[Exercise aim] Go through the entries below from the first line and transcribe each one exactly, ending with the line that contains "let extractor = FeatureExtractor::new(model);".
╔══
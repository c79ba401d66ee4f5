use std::path::PathBuf;

use anyhow::{anyhow, Context, Result};
use clap::Parser;
use tch::Device;
use tracing::info;

use inference::{load_classifier, FeatureExtractor};
use vitclip_core::safetensors_util::read_tensors;

#[derive(Parser, Debug)]
#[command(author, version, about = "Extract video features and class scores", long_about = None)]
struct Args {
    /// Directory with config.json and .safetensors checkpoints
    #[arg(long, default_value = "checkpoints")]
    checkpoint_dir: PathBuf,

    /// Safetensors file holding a `clip` tensor, [C, T, H, W] or [B, C, T, H, W]
    #[arg(long)]
    clip: PathBuf,

    /// Where to write `features` and `logits`
    #[arg(long)]
    output: PathBuf,

    #[arg(long, default_value_t = 5)]
    top_k: i64,
}

fn main() -> Result<()> {
    tracing_subscriber::fmt::init();
    let args = Args::parse();

    let device = Device::cuda_if_available();
    info!("Using device: {:?}", device);

    let (_vs, model) = load_classifier(&args.checkpoint_dir, device)?;
    let extractor = FeatureExtractor::new(model);

    let clip = read_tensors(&args.clip)
        .with_context(|| format!("Failed to read {:?}", args.clip))?
        .into_iter()
        .find(|(name, _)| name == "clip")
        .map(|(_, t)| t.to(device))
        .ok_or_else(|| anyhow!("{:?} has no `clip` tensor", args.clip))?;

    let features = extractor.features(&clip)?;
    let logits = extractor.logits(&clip)?;
    for (i, preds) in extractor.classify(&clip, args.top_k)?.iter().enumerate() {
        for p in preds {
            info!("clip {} | class {} | p={:.4}", i, p.label, p.score);
        }
    }

    tch::Tensor::write_safetensors(
        &[
            ("features", features.to_device(Device::Cpu)),
            ("logits", logits.to_device(Device::Cpu)),
        ],
        &args.output,
    )?;
    info!("Wrote features {:?} to {:?}", features.size(), args.output);

    Ok(())
}
use anyhow::{anyhow, Result};
use tch::{Kind, Tensor};

use vitclip_core::VideoClassifier;

#[derive(Debug, Clone, PartialEq)]
pub struct Prediction {
    pub label: i64,
    pub score: f64,
}

/// Eval-mode forward passes over single clips or batches of clips.
pub struct FeatureExtractor {
    model: VideoClassifier,
}

impl FeatureExtractor {
    pub fn new(model: VideoClassifier) -> Self {
        Self { model }
    }

    fn batched(clip: &Tensor) -> Result<Tensor> {
        match clip.dim() {
            4 => Ok(clip.unsqueeze(0)),
            5 => Ok(clip.shallow_clone()),
            _ => Err(anyhow!(
                "expected [C, T, H, W] or [B, C, T, H, W], got {:?}",
                clip.size()
            )),
        }
    }

    /// Per-frame backbone features, [B, T, D].
    pub fn features(&self, clip: &Tensor) -> Result<Tensor> {
        let _guard = tch::no_grad_guard();
        let x = Self::batched(clip)?.to_kind(Kind::Float);
        let b = x.size()[0];
        let feats = self.model.features(&x, false)?;
        let t = feats.size()[0] / b;
        Ok(feats.view([b, t, -1]))
    }

    /// Class logits, [B, num_classes].
    pub fn logits(&self, clip: &Tensor) -> Result<Tensor> {
        let _guard = tch::no_grad_guard();
        let x = Self::batched(clip)?.to_kind(Kind::Float);
        Ok(self.model.forward(&x, false)?)
    }

    /// The `k` most probable classes of every clip, best first.
    pub fn classify(&self, clip: &Tensor, k: i64) -> Result<Vec<Vec<Prediction>>> {
        let probs = self.logits(clip)?.softmax(-1, Kind::Float);
        let k = k.clamp(1, probs.size()[1]);
        let (scores, labels) = probs.topk(k, -1, true, true);

        let mut out = Vec::with_capacity(probs.size()[0] as usize);
        for row in 0..probs.size()[0] {
            let preds = (0..k)
                .map(|j| Prediction {
                    label: labels.int64_value(&[row, j]),
                    score: scores.double_value(&[row, j]),
                })
                .collect();
            out.push(preds);
        }
        Ok(out)
    }
}

#[cfg(test)]
mod tests {
    use super::*;
    use crate::tests::tiny_config;
    use tch::{nn, Device};

    fn extractor() -> FeatureExtractor {
        let vs = nn::VarStore::new(Device::Cpu);
        FeatureExtractor::new(VideoClassifier::new(&vs, &tiny_config()).unwrap())
    }

    #[test]
    fn single_clip_is_batched() {
        let ex = extractor();
        let clip = Tensor::randn([3, 2, 32, 32], (Kind::Float, Device::Cpu));
        assert_eq!(ex.features(&clip).unwrap().size(), vec![1, 2, 16]);
        assert_eq!(ex.logits(&clip).unwrap().size(), vec![1, 4]);
    }

    #[test]
    fn classify_sorts_by_probability() {
        let ex = extractor();
        let clips = Tensor::randn([2, 3, 2, 32, 32], (Kind::Float, Device::Cpu));
        let preds = ex.classify(&clips, 10).unwrap();
        assert_eq!(preds.len(), 2);
        for row in preds {
            assert_eq!(row.len(), 4);
            assert!(row.windows(2).all(|w| w[0].score >= w[1].score));
            let total: f64 = row.iter().map(|p| p.score).sum();
            assert!((total - 1.0).abs() < 1e-4);
        }
    }

    #[test]
    fn eval_mode_is_deterministic() {
        let ex = extractor();
        let clip = Tensor::randn([3, 2, 32, 32], (Kind::Float, Device::Cpu));
        let a = ex.logits(&clip).unwrap();
        let b = ex.logits(&clip).unwrap();
        assert!(a.equal(&b));
    }

    #[test]
    fn rejects_images() {
        let ex = extractor();
        let image = Tensor::randn([3, 32, 32], (Kind::Float, Device::Cpu));
        assert!(ex.features(&image).is_err());
    }
}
╚══
[Response for this exercise]
repository c79ba401d66ee4f5
use std::path::PathBuf;

use anyhow::{anyhow, Context, Result};
use clap::Parser;
use tch::Device;
use tracing::info;

use inference::{load_classifier, FeatureExtractor};
use vitclip_core::safetensors_util::read_tensors;

#[derive(Parser, Debug)]
#[command(author, version, about = "Extract video features and class scores", long_about = None)]
struct Args {
    /// Directory with config.json and .safetensors checkpoints
    #[arg(long, default_value = "checkpoints")]
    checkpoint_dir: PathBuf,

    /// Safetensors file holding a `clip` tensor, [C, T, H, W] or [B, C, T, H, W]
    #[arg(long)]
    clip: PathBuf,

    /// Where to write `features` and `logits`
    #[arg(long)]
    output: PathBuf,

    #[arg(long, default_value_t = 5)]
    top_k: i64,
}

fn main() -> Result<()> {
    tracing_subscriber::fmt::init();
    let args = Args::parse();

    let device = Device::cuda_if_available();
    info!("Using device: {:?}", device);

    let (_vs, model) = load_classifier(&args.checkpoint_dir, device)?;
    let extractor = FeatureExtractor::new(model);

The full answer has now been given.